> _Task to complete_
Indicate, with the number alone, how many lines in the listing below hold the string "MonitorConfig".

> _Extracted records_
————————
//! TF 卡驱动配置
//!
//! 注册时一次性给定，之后不变。默认值即板上实际使用的参数。

use core::time::Duration;

use dfs::MountPoint;
use mmc::HostCaps;

/// 监控线程的调度参数
#[derive(Debug, Clone, Copy, PartialEq, Eq)]
pub struct TaskConfig {
    pub name: &'static str,
    pub stack_size: usize,
    /// 数值越大优先级越低
    pub priority: u8,
    /// 时间片（tick）
    pub tick: u32,
}

impl TaskConfig {
    pub const fn default_const() -> Self {
        Self {
            name: "sd_mon",
            stack_size: 2048,
            priority: 30,
            tick: 20,
        }
    }
}

/// 热插拔监控参数
#[derive(Debug, Clone, Copy, PartialEq, Eq)]
pub struct MonitorConfig {
    /// 两次轮询之间的间隔
    pub poll_interval: Duration,
    /// 等待卡检测结果的上限
    pub cd_timeout: Duration,
    /// 连续错误计数 **超过** 该值时强制重新插拔
    pub fault_threshold: u32,
    /// 无错误的物理拔卡是否在下次轮询时直接卸载（默认否）
    pub reclaim_on_removal: bool,
    pub task: TaskConfig,
}

impl MonitorConfig {
    pub const fn default_const() -> Self {
        Self {
            poll_interval: Duration::from_secs(10),
            cd_timeout: Duration::from_secs(5),
            fault_threshold: 10,
            reclaim_on_removal: false,
            task: TaskConfig::default_const(),
        }
    }
}

impl Default for MonitorConfig {
    fn default() -> Self {
        Self::default_const()
    }
}

/// TF 卡驱动整体配置
#[derive(Debug, Clone, Copy, PartialEq, Eq)]
pub struct TfConfig {
    /// SD 控制器编号（SDC0）
    pub sdc_no: u32,
    pub caps: HostCaps,
    pub mount: MountPoint,
    pub monitor: MonitorConfig,
}

impl TfConfig {
    pub const fn default_const() -> Self {
        Self {
            sdc_no: 0,
            caps: HostCaps::default_const(),
            mount: MountPoint::new("sd0", "/mmc", "elm"),
            monitor: MonitorConfig::default_const(),
        }
    }
}

impl Default for TfConfig {
    fn default() -> Self {
        Self::default_const()
    }
}
//! # mmc：MMC/SD 总线层抽象
//!
//! host 驱动所依赖的总线层接口：请求描述、I/O 配置、热插拔通知与卡对象。
//!
//! | 模块  | 说明 |
//! |-------|------|
//! | types | MmcCmd、MmcData、MmcReq、RespClass、DataDir、IoCfg、HostCaps、PresenceStatus |
//! | host  | MmcCore（alloc_host）、MmcHost（change、wait_cd_changed、req_complete）、HostOps |
//! | card  | MmcCard（RCA、卡类型） |

#![cfg_attr(not(test), no_std)]

extern crate alloc;

pub mod card;
pub mod host;
pub mod types;

pub use card::{CardType, MmcCard, Rca};
pub use host::{HostOps, MmcCore, MmcHost};
pub use types::{
    BusWidth, DataDir, HostCaps, HostFlags, IoCfg, MmcCmd, MmcData, MmcReq, OcrMask, PowerMode,
    PresenceStatus, RespClass, DATA_DIR_READ, DATA_DIR_WRITE, DATA_STREAM,
};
————————
> _Answer for the task_
5